Be the Monkey, as is explained in the forward, is a Google Documents conversation (actually, a series of conversations) that has been saved and compiled into a short eBook. Two authors, Barry Eisler and Joe Konrath, discuss in detail the self publishing revolution and what that means to authors. Now, this has been talked about extensively within the self publishing community. I’ve read tons of blog articles on this subject. But what gives Be the Monkey some extra flavor is that both Eisler and Konrath are successful authors. Crazy successful. What’s more, while Konrath more or less carved his success right out of the self publishing world, Eisler first made his mark as a best selling author in the traditional publishing world. His “defection” (my word, not his) to self publishing has apparently caused quite a stir in the publishing industry.

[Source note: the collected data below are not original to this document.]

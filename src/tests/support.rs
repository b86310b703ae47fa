//! Helpers shared by the crate's tests.

use std::sync::{Arc, Mutex};
use std::time::Duration;

use crate::broker::MemoryBroker;
use crate::pubsub::{InstanceIdentity, MessageContext, Publisher, SharedHandler, handler_fn};
use crate::topic::TopicCache;
use crate::utils::error::HandlerError;

pub(crate) type Seen = Arc<Mutex<Vec<MessageContext>>>;

/// Polls `cond` until it holds, failing the test after two seconds.
pub(crate) async fn wait_for(mut cond: impl FnMut() -> bool) {
    tokio::time::timeout(Duration::from_secs(2), async {
        while !cond() {
            tokio::time::sleep(Duration::from_millis(5)).await;
        }
    })
    .await
    .expect("condition not met in time");
}

/// A publisher for `identity` with its own topic cache over `broker`.
pub(crate) fn publisher(broker: &MemoryBroker, identity: &str) -> Publisher {
    Publisher::new(
        TopicCache::new(Arc::new(broker.clone())),
        InstanceIdentity::new(identity),
    )
}

/// A handler that records every context it is given.
pub(crate) fn recording_handler() -> (SharedHandler, Seen) {
    let seen: Seen = Arc::default();
    let sink = Arc::clone(&seen);
    let handler = handler_fn(move |ctx: MessageContext| {
        let sink = Arc::clone(&sink);
        async move {
            sink.lock().unwrap().push(ctx);
            Ok::<(), HandlerError>(())
        }
    });
    (handler, seen)
}

/// A handler that always fails.
pub(crate) fn failing_handler() -> (SharedHandler, Seen) {
    let seen: Seen = Arc::default();
    let sink = Arc::clone(&seen);
    let handler = handler_fn(move |ctx: MessageContext| {
        let sink = Arc::clone(&sink);
        async move {
            sink.lock().unwrap().push(ctx);
            Err::<(), HandlerError>("handler rejected the message".into())
        }
    });
    (handler, seen)
}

This book is insightful and quite educational. This is not so much a “how to” book as it a “why to” book. These two writers articulate exceedingly well the reasons for all authors, new and established, to consider self publishing. The fact that both are established (and commercially successful) authors gives them a great deal of credibility. I won’t go into all of the points they make in here (and I especially won’t reveal why the book is titled the way it is. Hint: it’s gross). But essentially the authors make the case that the established publishing industry is clinging to an outmoded business model, one that exposes the monopoly mentality they possess. Self publishing, particularly since 2009, has blown open the doors of accessibility and opportunity to writers. The success they both share bolster their arguments significantly, in my mind.
The negatives I took away from this book are few, but they’re there. I have to say that I still don’t understand the animosity both Eisler and Konrath express toward DRM. In addition, I have to admit that I became annoyed at the occasional political commentary. (note: Eisler is a political blogger as well as a novelist, so he freely allows some of his illustrations to be of a political nature). A couple of chapters are spent discussing just what it is that Amazon offers through its publishing imprint. I felt this discussion went on much longer than it needed to.
Overall, a fantastic read. I think all writers should take some time and read this. Unless you’re just dead set against the notion of self publishing, you can’t help but be motivated by these two writers. Heck, even if you are dead set, you may just find yourself reconsidering.